A popular guest soloist for many orchestras in his native China, Haochen made his debut in Munich with the Munich Philharmonic and the late maestro Lorin Maazel in April 2013, preceding their sold-out tour. Haochen has also toured in China with the Sydney Symphony and David Robertson, in Tokyo; Beijing and Shanghai with the NDR Hamburg and Thomas Hengelbrock; and following a performance in December 2014 with Valery Gergiev and the Mariinsky Orchestra in Beijing, Mo. Gergiev immediately invited Haochen to his Easter Festival in Moscow, Russia.

Highlights of his 17/18 season include his debut solo recital at Carnegie Hall, performances with Orquesta Filarmónica de la UNAM, China Philharmonic, Lahti Symphony Orchestra, California Symphony, Guangzhou Symphony Orchestra, and Taiwan Philharmonic, along with performances with the China NCPA Orchestra at their Carnegie Hall debut and New Year concert in Beijing, the Shenzhen Concert Hall 10th Anniversary Gala with Lang Lang, and a Chinese New Year concert with the Tonhalle Orchestra Zürich and Maestro Yu Long. This season, he makes his debut with the Tokyo Metropolitan Symphony Orchestra. Haochen will also give recitals in Mexico City, Madrid, and Boston, among others.

In February 2017, Haochen’s latest recital CD was released by BIS, including works by Schumann, Brahms, Janáček, and Liszt. In past seasons, Haochen has performed with the Philadelphia Orchestra, Munich Philharmonic, San Francisco Symphony, LA Philharmonic, Pacific Symphony, Kansas City Symphony, Seattle Symphony, Israel Philharmonic, Sydney Symphony, London Symphony, Japan Philharmonic, Singapore Symphony, and Hong Kong Philharmonic orchestras.  In recital, he has performed at Spivey Hall, La Jolla Music Society, Celebrity Series of Boston, CU Artist Series, Cliburn Concerts, Krannert Center, Wolf Trap Discovery Series, Lied Center of Kansas and UVM Lane Series, among others. International tours have taken him to cities including Beijing, Hong Kong, Tokyo, Tel Aviv, Berlin, Munich, Paris, Dresden, Rome, Tivoli, Verbier, Montpellier, Helsingborg, Bogota, and Belgrade.

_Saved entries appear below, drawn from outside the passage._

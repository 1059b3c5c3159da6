pub mod program_cell;

use std::fmt::Debug;

use arcstr::ArcStr;
use oxc::{ast::ast::Program, span::SourceType};

use self::program_cell::ProgramCell;

pub struct EcmaAst {
  pub program: ProgramCell,
  pub source_type: SourceType,
}

impl EcmaAst {
  pub fn source(&self) -> &ArcStr {
    &self.program.borrow_owner().source
  }

  pub fn program(&self) -> &Program {
    &self.program.borrow_dependent().program
  }
}

impl Debug for EcmaAst {
  fn fmt(&self, f: &mut std::fmt::Formatter<'_>) -> std::fmt::Result {
    f.debug_struct("Ast").field("source", &self.source()).finish_non_exhaustive()
  }
}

Haochen is also an avid chamber musician, collaborating with colleagues such as the Shanghai String Quartet and Benjamin Beilman and is frequently invited by chamber music festivals in the United States including the Santa Fe Chamber Music Festival and La Jolla Summerfest.

Haochen’s performances at the Cliburn Competition were released to critical acclaim by Harmonia Mundi in 2009. He is also featured in Peter Rosen’s award-winning documentary chronicling the 2009 Cliburn Competition, A Surprise in Texas.

Haochen is a graduate of the Curtis Institute of Music in Philadelphia where he studied under Gary Graffman. He previously trained at the Shanghai Conservatory of Music and the Shenzhen Arts School, where he was admitted in 2001 at the age of 11 to study with Professor Dan Zhaoyi.